[Extracted records]
____________

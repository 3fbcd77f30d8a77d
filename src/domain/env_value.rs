// SPDX-License-Identifier: MIT OR Apache-2.0

//! Typed scalar values produced by coercion.
//!
//! This module provides the `EnvValue` type, the value side of a resolved
//! configuration. Unlike the raw environment string, an `EnvValue` already has
//! the semantic type its schema key declared.

use crate::domain::primitive::PrimitiveType;
use serde::{Deserialize, Serialize};
use std::fmt;

/// A resolved configuration value of one of the three primitive types.
///
/// # Examples
///
/// ```
/// use envschema::domain::{EnvValue, PrimitiveType};
///
/// let port = EnvValue::from(5432);
/// assert_eq!(port.primitive_type(), PrimitiveType::Number);
/// assert_eq!(port.as_f64(), Some(5432.0));
/// assert_eq!(port.as_str(), None);
/// ```
#[derive(Clone, Debug, PartialEq, Serialize, Deserialize)]
#[serde(untagged)]
pub enum EnvValue {
    /// A `true`/`false` value.
    Boolean(bool),
    /// A numeric value.
    Number(f64),
    /// A string value, unchanged from the environment.
    String(String),
}

impl EnvValue {
    /// Returns the primitive type tag matching this value.
    pub fn primitive_type(&self) -> PrimitiveType {
        match self {
            EnvValue::String(_) => PrimitiveType::String,
            EnvValue::Number(_) => PrimitiveType::Number,
            EnvValue::Boolean(_) => PrimitiveType::Boolean,
        }
    }

    /// Returns the string slice if this is a string value.
    ///
    /// # Examples
    ///
    /// ```
    /// use envschema::domain::EnvValue;
    ///
    /// let value = EnvValue::from("postgres://x");
    /// assert_eq!(value.as_str(), Some("postgres://x"));
    /// ```
    pub fn as_str(&self) -> Option<&str> {
        match self {
            EnvValue::String(s) => Some(s),
            _ => None,
        }
    }

    /// Returns the number if this is a numeric value.
    pub fn as_f64(&self) -> Option<f64> {
        match self {
            EnvValue::Number(n) => Some(*n),
            _ => None,
        }
    }

    /// Returns the number as an `i64` if it is numeric, integral and in range.
    ///
    /// # Examples
    ///
    /// ```
    /// use envschema::domain::EnvValue;
    ///
    /// assert_eq!(EnvValue::from(42).as_i64(), Some(42));
    /// assert_eq!(EnvValue::from(3.14).as_i64(), None);
    /// ```
    pub fn as_i64(&self) -> Option<i64> {
        match self {
            EnvValue::Number(n) if is_integral(*n) => Some(*n as i64),
            _ => None,
        }
    }

    /// Returns the boolean if this is a boolean value.
    pub fn as_bool(&self) -> Option<bool> {
        match self {
            EnvValue::Boolean(b) => Some(*b),
            _ => None,
        }
    }
}

/// Whether `n` is a whole number that fits in an `i64` without loss.
pub(crate) fn is_integral(n: f64) -> bool {
    n.is_finite() && n.fract() == 0.0 && n >= i64::MIN as f64 && n < i64::MAX as f64
}

impl From<String> for EnvValue {
    fn from(s: String) -> Self {
        EnvValue::String(s)
    }
}

impl From<&str> for EnvValue {
    fn from(s: &str) -> Self {
        EnvValue::String(s.to_string())
    }
}

impl From<f64> for EnvValue {
    fn from(n: f64) -> Self {
        EnvValue::Number(n)
    }
}

impl From<i32> for EnvValue {
    fn from(n: i32) -> Self {
        EnvValue::Number(f64::from(n))
    }
}

impl From<u32> for EnvValue {
    fn from(n: u32) -> Self {
        EnvValue::Number(f64::from(n))
    }
}

impl From<u16> for EnvValue {
    fn from(n: u16) -> Self {
        EnvValue::Number(f64::from(n))
    }
}

impl From<bool> for EnvValue {
    fn from(b: bool) -> Self {
        EnvValue::Boolean(b)
    }
}

impl fmt::Display for EnvValue {
    fn fmt(&self, f: &mut fmt::Formatter<'_>) -> fmt::Result {
        match self {
            EnvValue::String(s) => write!(f, "{}", s),
            EnvValue::Number(n) => write!(f, "{}", n),
            EnvValue::Boolean(b) => write!(f, "{}", b),
        }
    }
}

____________

**ACTION ITEM:**
Look through the entries above for the word "Option". Copy every line where it shows up.

**ANSWER BELOW:**
    pub fn as_str(&self) -> Option<&str> {
    pub fn as_f64(&self) -> Option<f64> {
    pub fn as_i64(&self) -> Option<i64> {
    pub fn as_bool(&self) -> Option<bool> {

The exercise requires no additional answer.